# PROBLEM TO WORK ON
Please transcribe the entries below without omitting a single character.

# SUPPLIED MATERIAL
"""

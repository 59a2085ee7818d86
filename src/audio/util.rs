//! Shared audio utilities for capture and playback.

use cpal::traits::DeviceTrait;
use cpal::{Device, SampleFormat, SupportedStreamConfig, SupportedStreamConfigRange};

use crate::error::{RecorderError, Result};

/// Get a human-readable device name.
///
/// # Returns
/// Device name string, or "Unknown" if the name cannot be retrieved.
pub fn get_device_name(device: &Device) -> String {
    device.description().ok().map(|desc| desc.name().to_string()).unwrap_or_else(|| "Unknown".to_string())
}

/// Find the best matching audio configuration.
///
/// Searches for a configuration that:
/// 1. Supports mono or stereo (max 2 channels)
/// 2. Uses F32 sample format
/// 3. Matches the target sample rate, or uses the closest available rate
///
/// Mono configurations are preferred over stereo ones at the same rate.
///
/// # Errors
/// `DeviceUnavailable` if the device offers no usable configuration.
pub fn find_best_config(configs: impl Iterator<Item = SupportedStreamConfigRange>, target_sample_rate: u32) -> Result<SupportedStreamConfig> {
    let mut f32_configs: Vec<SupportedStreamConfigRange> = configs
        .filter(|config| config.channels() <= 2 && config.sample_format() == SampleFormat::F32)
        .collect();

    if f32_configs.is_empty() {
        return Err(RecorderError::DeviceUnavailable("No mono/stereo F32 configuration supported".to_string()));
    }

    f32_configs.sort_by_key(|config| config.channels());

    if let Some(config) = f32_configs
        .iter()
        .find(|config| (config.min_sample_rate()..=config.max_sample_rate()).contains(&target_sample_rate))
    {
        return Ok((*config).with_sample_rate(target_sample_rate));
    }

    // No exact match: use the first config at the rate closest to the target
    let config = &f32_configs[0];
    let rate = if target_sample_rate < config.min_sample_rate() {
        config.min_sample_rate()
    } else {
        config.max_sample_rate()
    };
    Ok((*config).with_sample_rate(rate))
}

/// Convert interleaved f32 samples to mono by averaging channels.
pub fn convert_to_mono_f32(data: &[f32], channels: usize) -> Vec<f32> {
    if channels == 1 {
        data.to_vec()
    } else {
        data.chunks(channels).map(|frame| frame.iter().sum::<f32>() / channels as f32).collect()
    }
}

/// Quantize f32 samples in `[-1.0, 1.0]` to i16.
pub fn f32_to_i16(samples: &[f32]) -> Vec<i16> {
    samples.iter().map(|&s| (s.clamp(-1.0, 1.0) * i16::MAX as f32) as i16).collect()
}

/// Encode i16 samples as little-endian bytes.
pub fn i16_to_le_bytes(samples: &[i16]) -> Vec<u8> {
    samples.iter().flat_map(|s| s.to_le_bytes()).collect()
}

/// Decode little-endian 16-bit PCM bytes into f32 samples in `[-1.0, 1.0)`.
///
/// A trailing odd byte is ignored.
pub fn le_bytes_to_f32(bytes: &[u8]) -> Vec<f32> {
    bytes
        .chunks_exact(2)
        .map(|pair| i16::from_le_bytes([pair[0], pair[1]]) as f32 / 32768.0)
        .collect()
}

"""

# RESPONSE
repository 59a2085ee7818d86
filename src/audio/util.rs
//! Shared audio utilities for capture and playback.

use cpal::traits::DeviceTrait;
use cpal::{Device, SampleFormat, SupportedStreamConfig, SupportedStreamConfigRange};

use crate::error::{RecorderError, Result};

/// Get a human-readable device name.
///
/// # Returns
/// Device name string, or "Unknown" if the name cannot be retrieved.
pub fn get_device_name(device: &Device) -> String {
    device.description().ok().map(|desc| desc.name().to_string()).unwrap_or_else(|| "Unknown".to_string())
}

/// Find the best matching audio configuration.
///
/// Searches for a configuration that:
/// 1. Supports mono or stereo (max 2 channels)
/// 2. Uses F32 sample format
/// 3. Matches the target sample rate, or uses the closest available rate
///
/// Mono configurations are preferred over stereo ones at the same rate.
///
/// # Errors
/// `DeviceUnavailable` if the device offers no usable configuration.
pub fn find_best_config(configs: impl Iterator<Item = SupportedStreamConfigRange>, target_sample_rate: u32) -> Result<SupportedStreamConfig> {
    let mut f32_configs: Vec<SupportedStreamConfigRange> = configs
        .filter(|config| config.channels() <= 2 && config.sample_format() == SampleFormat::F32)
        .collect();

    if f32_configs.is_empty() {
        return Err(RecorderError::DeviceUnavailable("No mono/stereo F32 configuration supported".to_string()));
    }

    f32_configs.sort_by_key(|config| config.channels());

    if let Some(config) = f32_configs
        .iter()
        .find(|config| (config.min_sample_rate()..=config.max_sample_rate()).contains(&target_sample_rate))
    {
        return Ok((*config).with_sample_rate(target_sample_rate));
    }

    // No exact match: use the first config at the rate closest to the target
    let config = &f32_configs[0];
    let rate = if target_sample_rate < config.min_sample_rate() {
        config.min_sample_rate()
    } else {
        config.max_sample_rate()
    };
    Ok((*config).with_sample_rate(rate))
}

/// Convert interleaved f32 samples to mono by averaging channels.
pub fn convert_to_mono_f32(data: &[f32], channels: usize) -> Vec<f32> {
    if channels == 1 {
        data.to_vec()
    } else {
        data.chunks(channels).map(|frame| frame.iter().sum::<f32>() / channels as f32).collect()
    }
}

/// Quantize f32 samples in `[-1.0, 1.0]` to i16.
pub fn f32_to_i16(samples: &[f32]) -> Vec<i16> {
    samples.iter().map(|&s| (s.clamp(-1.0, 1.0) * i16::MAX as f32) as i16).collect()
}

/// Encode i16 samples as little-endian bytes.
pub fn i16_to_le_bytes(samples: &[i16]) -> Vec<u8> {
    samples.iter().flat_map(|s| s.to_le_bytes()).collect()
}

/// Decode little-endian 16-bit PCM bytes into f32 samples in `[-1.0, 1.0)`.
///
/// A trailing odd byte is ignored.
pub fn le_bytes_to_f32(bytes: &[u8]) -> Vec<f32> {
    bytes
        .chunks_exact(2)
        .map(|pair| i16::from_le_bytes([pair[0], pair[1]]) as f32 / 32768.0)
        .collect()
}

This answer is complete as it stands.